In the past few years there has been significant changes in mobile development. More than half of the world population now has a mobile phone — more people than have access to personal computers. Mobile phones have compute power that exceeds that of personal computers when I started programming and smartphones are gaining adoption fast.

My work has focused on application development on mobile phones and on the web. I’ve seen an interesting trend in mobile development that is explored in my new book: Pro Smartphone Cross-Platform Development: iPhone, Blackberry, Windows Mobile and Android Development and Distribution. If the title seems a bit long and complicated, it speaks to how mobile development today is a bit longer and more complicated than it should be given what we are able to produce. Every platform has its own APIs and often requires that you code in a specific language as well. The book addresses an alternate path which borrows patterns from the web and allows for rapid application development.

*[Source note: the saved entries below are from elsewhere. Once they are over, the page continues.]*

#[cfg(test)]
mod tests {
    use super::*;
    use axum::body::{to_bytes, Body};
    use axum::http::{Method, Request};
    use serde_json::{json, Value};
    use std::fs;
    use std::path::{Path, PathBuf};
    use tempfile::TempDir;
    use tower::ServiceExt;

    fn app_at(root: &Path) -> Router {
        let cfg = CoreConfig::new(root.to_path_buf(), "pod-a", "node-a").unwrap();
        router(AppState::new(Arc::new(cfg)))
    }

    /// Router over `<temp>/storage`, which does not exist until first use.
    fn fresh_app() -> (TempDir, PathBuf, Router) {
        let temp = TempDir::new().unwrap();
        let root = temp.path().join("storage");
        let app = app_at(&root);
        (temp, root, app)
    }

    async fn send(app: &Router, method: Method, uri: &str, body: Option<Value>) -> (StatusCode, Value) {
        let builder = Request::builder().method(method).uri(uri);
        let request = match body {
            Some(body) => builder
                .header("content-type", "application/json")
                .body(Body::from(body.to_string()))
                .unwrap(),
            None => builder.body(Body::empty()).unwrap(),
        };

        let response = app.clone().oneshot(request).await.unwrap();
        let status = response.status();
        let bytes = to_bytes(response.into_body(), usize::MAX).await.unwrap();
        let value = if bytes.is_empty() {
            Value::Null
        } else {
            serde_json::from_slice(&bytes).unwrap()
        };
        (status, value)
    }

    #[tokio::test]
    async fn list_on_fresh_root_is_empty_and_creates_root() {
        let (_temp, root, app) = fresh_app();

        let (status, body) = send(&app, Method::GET, "/files/", None).await;

        assert_eq!(status, StatusCode::OK);
        assert_eq!(body, json!({ "files": [] }));
        assert!(root.is_dir());
    }

    #[tokio::test]
    async fn create_then_read() {
        let (_temp, _root, app) = fresh_app();

        let (status, body) = send(
            &app,
            Method::POST,
            "/files/",
            Some(json!({ "filename": "notes.txt", "content": "hello" })),
        )
        .await;
        assert_eq!(status, StatusCode::CREATED);
        assert_eq!(body["filename"], "notes.txt");
        assert_eq!(body["message"], "File \"notes.txt\" created successfully");

        let (status, body) = send(&app, Method::GET, "/files/notes.txt/", None).await;
        assert_eq!(status, StatusCode::OK);
        assert_eq!(body, json!({ "filename": "notes.txt", "content": "hello" }));
    }

    #[tokio::test]
    async fn create_defaults_content_to_empty() {
        let (_temp, root, app) = fresh_app();

        let (status, _) = send(&app, Method::POST, "/files", Some(json!({ "filename": "empty" }))).await;

        assert_eq!(status, StatusCode::CREATED);
        assert_eq!(fs::read_to_string(root.join("empty")).unwrap(), "");
    }

    #[tokio::test]
    async fn create_rejects_traversal() {
        let (temp, root, app) = fresh_app();

        let (status, body) = send(
            &app,
            Method::POST,
            "/files/",
            Some(json!({ "filename": "../../etc/passwd", "content": "x" })),
        )
        .await;

        assert_eq!(status, StatusCode::BAD_REQUEST);
        assert_eq!(body, json!({ "error": "Invalid filename" }));
        assert!(!root.exists());
        assert!(!temp.path().join("passwd").exists());
    }

    #[tokio::test]
    async fn create_rejects_hidden_file() {
        let (_temp, _root, app) = fresh_app();

        let (status, body) =
            send(&app, Method::POST, "/files/", Some(json!({ "filename": ".env" }))).await;

        assert_eq!(status, StatusCode::BAD_REQUEST);
        assert_eq!(body["error"], "Invalid filename");
    }

    #[tokio::test]
    async fn create_requires_filename() {
        let (_temp, _root, app) = fresh_app();

        let (status, body) =
            send(&app, Method::POST, "/files/", Some(json!({ "content": "orphan" }))).await;
        assert_eq!(status, StatusCode::BAD_REQUEST);
        assert_eq!(body, json!({ "error": "Filename is required" }));

        let (status, _) =
            send(&app, Method::POST, "/files/", Some(json!({ "filename": "" }))).await;
        assert_eq!(status, StatusCode::BAD_REQUEST);
    }

    #[tokio::test]
    async fn malformed_body_is_json_error() {
        let (_temp, _root, app) = fresh_app();
        let request = Request::builder()
            .method(Method::POST)
            .uri("/files/")
            .header("content-type", "application/json")
            .body(Body::from("{not json"))
            .unwrap();

        let response = app.oneshot(request).await.unwrap();

        assert_eq!(response.status(), StatusCode::BAD_REQUEST);
        let bytes = to_bytes(response.into_body(), usize::MAX).await.unwrap();
        let body: Value = serde_json::from_slice(&bytes).unwrap();
        assert!(body["error"].as_str().is_some_and(|e| !e.is_empty()));
    }

    #[tokio::test]
    async fn read_missing_is_not_found() {
        let (_temp, _root, app) = fresh_app();

        let (status, body) = send(&app, Method::GET, "/files/absent.txt/", None).await;

        assert_eq!(status, StatusCode::NOT_FOUND);
        assert_eq!(body, json!({ "error": "File \"absent.txt\" not found" }));
    }

    #[tokio::test]
    async fn read_encoded_traversal_is_rejected() {
        let (_temp, _root, app) = fresh_app();

        let (status, body) = send(&app, Method::GET, "/files/..%2F..%2Fetc%2Fpasswd/", None).await;

        assert_eq!(status, StatusCode::BAD_REQUEST);
        assert_eq!(body["error"], "Invalid filename");
    }

    #[tokio::test]
    async fn read_binary_is_bad_request() {
        let (_temp, root, app) = fresh_app();
        fs::create_dir_all(&root).unwrap();
        fs::write(root.join("blob.bin"), [0xFF, 0xFE, 0x00, 0x80]).unwrap();

        let (status, body) = send(&app, Method::GET, "/files/blob.bin/", None).await;

        assert_eq!(status, StatusCode::BAD_REQUEST);
        assert_eq!(
            body["error"],
            "File contains binary data and cannot be displayed as text"
        );
    }

    #[tokio::test]
    async fn delete_then_read_is_not_found() {
        let (_temp, root, app) = fresh_app();
        send(&app, Method::POST, "/files/", Some(json!({ "filename": "a.txt", "content": "a" }))).await;

        let (status, body) = send(&app, Method::DELETE, "/files/a.txt/", None).await;
        assert_eq!(status, StatusCode::OK);
        assert_eq!(body, json!({ "message": "File \"a.txt\" deleted successfully" }));
        assert!(!root.join("a.txt").exists());

        let (status, _) = send(&app, Method::GET, "/files/a.txt/", None).await;
        assert_eq!(status, StatusCode::NOT_FOUND);

        let (status, _) = send(&app, Method::DELETE, "/files/a.txt", None).await;
        assert_eq!(status, StatusCode::NOT_FOUND);
    }

    #[tokio::test]
    async fn list_reports_created_files() {
        let (_temp, _root, app) = fresh_app();
        send(&app, Method::POST, "/files/", Some(json!({ "filename": "data.json", "content": "{}" }))).await;

        let (status, body) = send(&app, Method::GET, "/files", None).await;

        assert_eq!(status, StatusCode::OK);
        let files = body["files"].as_array().unwrap();
        assert_eq!(files.len(), 1);
        assert_eq!(files[0]["name"], "data.json");
        assert_eq!(files[0]["size"], 2);
        assert_eq!(files[0]["mime_type"], "application/json");
        assert!(files[0]["modified"].as_str().is_some());
    }

    #[tokio::test]
    async fn storage_failure_is_server_error() {
        let temp = TempDir::new().unwrap();
        let root = temp.path().join("storage");
        fs::write(&root, "not a directory").unwrap();
        let app = app_at(&root);

        let (status, body) = send(&app, Method::GET, "/files/", None).await;
        assert_eq!(status, StatusCode::INTERNAL_SERVER_ERROR);
        assert!(body["error"].as_str().unwrap().starts_with("Failed to list files: "));

        let (status, body) =
            send(&app, Method::POST, "/files/", Some(json!({ "filename": "a.txt" }))).await;
        assert_eq!(status, StatusCode::INTERNAL_SERVER_ERROR);
        assert!(body["error"].as_str().unwrap().starts_with("Failed to create file: "));
    }

    #[tokio::test]
    async fn health_reports_accessible_storage() {
        let temp = TempDir::new().unwrap();
        let app = app_at(temp.path());

        let (status, body) = send(&app, Method::GET, "/health/", None).await;

        assert_eq!(status, StatusCode::OK);
        assert_eq!(body["status"], "healthy");
        assert_eq!(body["storage_status"], "accessible");
        assert_eq!(body["pod_name"], "pod-a");
        assert_eq!(body["node_name"], "node-a");
        assert!(body.get("error").is_none());
    }

    #[tokio::test]
    async fn health_reports_missing_storage() {
        let (_temp, _root, app) = fresh_app();

        let (status, body) = send(&app, Method::GET, "/health", None).await;

        assert_eq!(status, StatusCode::OK);
        assert_eq!(body["status"], "healthy");
        assert_eq!(body["storage_status"], "directory_not_found");
    }

    #[tokio::test]
    async fn health_reports_unwritable_storage() {
        let temp = TempDir::new().unwrap();
        let root = temp.path().join("storage");
        fs::write(&root, "not a directory").unwrap();
        let app = app_at(&root);

        let (status, body) = send(&app, Method::GET, "/health/", None).await;

        assert_eq!(status, StatusCode::INTERNAL_SERVER_ERROR);
        assert_eq!(body["status"], "unhealthy");
        assert!(body["error"].as_str().is_some_and(|e| !e.is_empty()));
    }

    #[tokio::test]
    async fn health_reports_failed_write_in_existing_root() {
        let temp = TempDir::new().unwrap();
        fs::create_dir(temp.path().join(api_shared::health::sentinel_filename(0))).unwrap();
        let app = app_at(temp.path());

        let (status, body) = send(&app, Method::GET, "/health/", None).await;

        assert_eq!(status, StatusCode::INTERNAL_SERVER_ERROR);
        assert_eq!(body["status"], "unhealthy");
        assert!(body.get("storage_status").is_none());

        // The next check uses a fresh sentinel and succeeds.
        let (status, body) = send(&app, Method::GET, "/health/", None).await;
        assert_eq!(status, StatusCode::OK);
        assert_eq!(body["storage_status"], "accessible");
    }

    #[tokio::test]
    async fn openapi_document_lists_file_routes() {
        let (_temp, _root, app) = fresh_app();

        let (status, body) = send(&app, Method::GET, "/api-docs/openapi.json", None).await;

        assert_eq!(status, StatusCode::OK);
        assert!(body["paths"]["/files/"].is_object());
        assert!(body["paths"]["/files/{filename}/"].is_object());
        assert!(body["paths"]["/health/"].is_object());
    }
}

The cross-platform methodology explored in the book is where the UI of your application is in HTML with your business logic in Javascript, Ruby or native code. The focus is on native applications, which have access to local storage, camera, contacts, geolocation, etc. The book is written in three parts:

  1. Platform Development and Distribution covers how to write using the native language, tools and framework. It includes a “hello world” application with simple UI and how to embed a web browser component in your application. It also includes how to distribute an application, what you need to get into the platform marketplace or app store and whether there are other options, like “over the air” distribution.
  2. Cross-Platform Native Frameworks covers Rhodes, PhoneGap and Titanium Mobile. Originally we were just going to cover Rhodes and PhoneGap, which both use HTML UI with Ruby and Javascript respectively (although Rhodes lets you access native components). Titanium Mobile was a late addition and uses Javascript to include native components and supports just two platforms (iPhone and Android).
  3. HTML Interfaces covers how to sue HTML to make your application UI look and feel native on WebKit browsers. It also includes a chapter on how to craft HTML for BlackBerry if you need to support the older BlackBerry browsers — that chapter alone is worth the price of the book if you need it. There is also a nice appendix on core CSS concepts that you’ll need if you are new to app development in HTML.

It is a survey book, designed for people new to mobile development or who only know one platform and are seeking to understand how to tackle multiple platforms economically. The content has been criticized as something you could “google for;” however, I found that to really understand what it takes to develop and release a mobile application on each platform, you need to build one. This book gives you a good grounding in your options and collects all of the information in one place that you would need to make a decision about pursuing cross-platform development on your own or using one of the popular frameworks. The goal is to give you enough information so that you can productively dive into the right starting point for you.

This book won’t tell you everything. It’s not for folks who want to develop a game or expect to focus on a single platform. It’s for people who need to make quick decisions about how to move into mobile and to get a preview of the challenges they will face. It doesn’t endorse specific technologies, but lays out the trade-offs. This is the book I wish I could have read when I started mobile application development.